Plain Programmer Description:The system builds a standard circular queue and walks through it, sending one request to each machine before getting to the start of the queue and doing it again. While I’ve never seen the code (or actual load balancer code for any of these for that matter), we’ve all written this queue with the modulus function before. In school if nowhere else.
Plain Programmer Description:The simplest way to explain for this one is that the system makes multiple entries in the Round Robin circular queue for servers with larger ratios. So if you set ratios at 3:2:1:1 for your four servers, that’s what the queue would look like – 3 entries for the first server, two for the second, one each for the third and fourth. In this version, the weights are set when the load balancing is configured for your application and never change, so the system will just keep looping through that circular queue. Different vendors use different weighting systems – whole numbers, decimals that must total 1.0 (100%), etc. but this is an implementation detail, they all end up in a circular queue style layout with more entries for larger ratings.

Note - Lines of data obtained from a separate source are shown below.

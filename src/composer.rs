//! Pixel composer
//!
//! Turns one `(cycle, plane)` step into pin-group assertions. The order is
//! fixed: release everything the previous step asserted, pull the new sink
//! low, then raise the sources of the lit LEDs. Sources are never raised
//! before their sink, and two sinks are never low at the same time.

use crate::PinBus;
use crate::framebuffer::PlaneSource;
use crate::topology::{PinGroup, PinGroupSet, Topology};

/// Drives a [`PinBus`] from a topology and a framebuffer
pub struct Composer<B: PinBus> {
    bus: B,
    sink: Option<PinGroup>,
    sources: PinGroupSet,
}

impl<B: PinBus> Composer<B> {
    /// Wrap `bus`; nothing is asserted until the first [`compose`](Self::compose)
    pub const fn new(bus: B) -> Self {
        Self {
            bus,
            sink: None,
            sources: PinGroupSet::EMPTY,
        }
    }

    /// Show `plane` of drive cycle `cycle`.
    ///
    /// `plane` equal to the plane count is the off slot: the sink is still
    /// cycled but no source is raised. An unknown cycle leaves every group
    /// released.
    pub fn compose<F: PlaneSource + ?Sized>(
        &mut self,
        topology: &Topology,
        cycle: usize,
        plane: usize,
        frame: &F,
    ) {
        self.release_all();

        let Some(drive) = topology.cycle(cycle) else {
            return;
        };

        self.bus.assert_low(drive.sink);
        self.sink = Some(drive.sink);

        if plane >= frame.planes() {
            return;
        }
        for tap in drive.taps {
            if frame.is_lit(plane, usize::from(tap.x), usize::from(tap.y)) {
                self.bus.assert_high(tap.source);
                self.sources.insert(tap.source);
            }
        }
    }

    /// Release the previous sink and every previous source.
    ///
    /// The sink goes first so no source can find a return path while the
    /// groups are being released.
    pub fn release_all(&mut self) {
        if let Some(sink) = self.sink.take() {
            self.bus.release(sink);
        }
        for source in self.sources.iter() {
            self.bus.release(source);
        }
        self.sources.clear();
    }

    /// Sink asserted by the last step
    pub const fn active_sink(&self) -> Option<PinGroup> {
        self.sink
    }

    /// Sources asserted by the last step
    pub const fn active_sources(&self) -> PinGroupSet {
        self.sources
    }

    pub const fn bus(&self) -> &B {
        &self.bus
    }

    pub fn bus_mut(&mut self) -> &mut B {
        &mut self.bus
    }

    /// Release everything and hand the bus back
    pub fn into_bus(mut self) -> B {
        self.release_all();
        self.bus
    }
}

Plain Programmer Description:If you think of Weighted Round Robin where the circular queue is rebuilt with new (dynamic) weights whenever it has been fully traversed, you’ll be dead-on.
Plain Programmer Description:The load balancer looks at the response time of each attached server and chooses the one with the best response time. This is pretty straight-forward, but can lead to congestion because response time right now won’t necessarily be response time in 1 second or two seconds. Since connections are generally going through the load balancer, this algorithm is a lot easier to implement than you might think, as long as the numbers are kept up to date whenever a response comes through.
These next three I use the BIG-IP name for. They are variants of a generalized algorithm sometimes called Long Term Resource Monitoring.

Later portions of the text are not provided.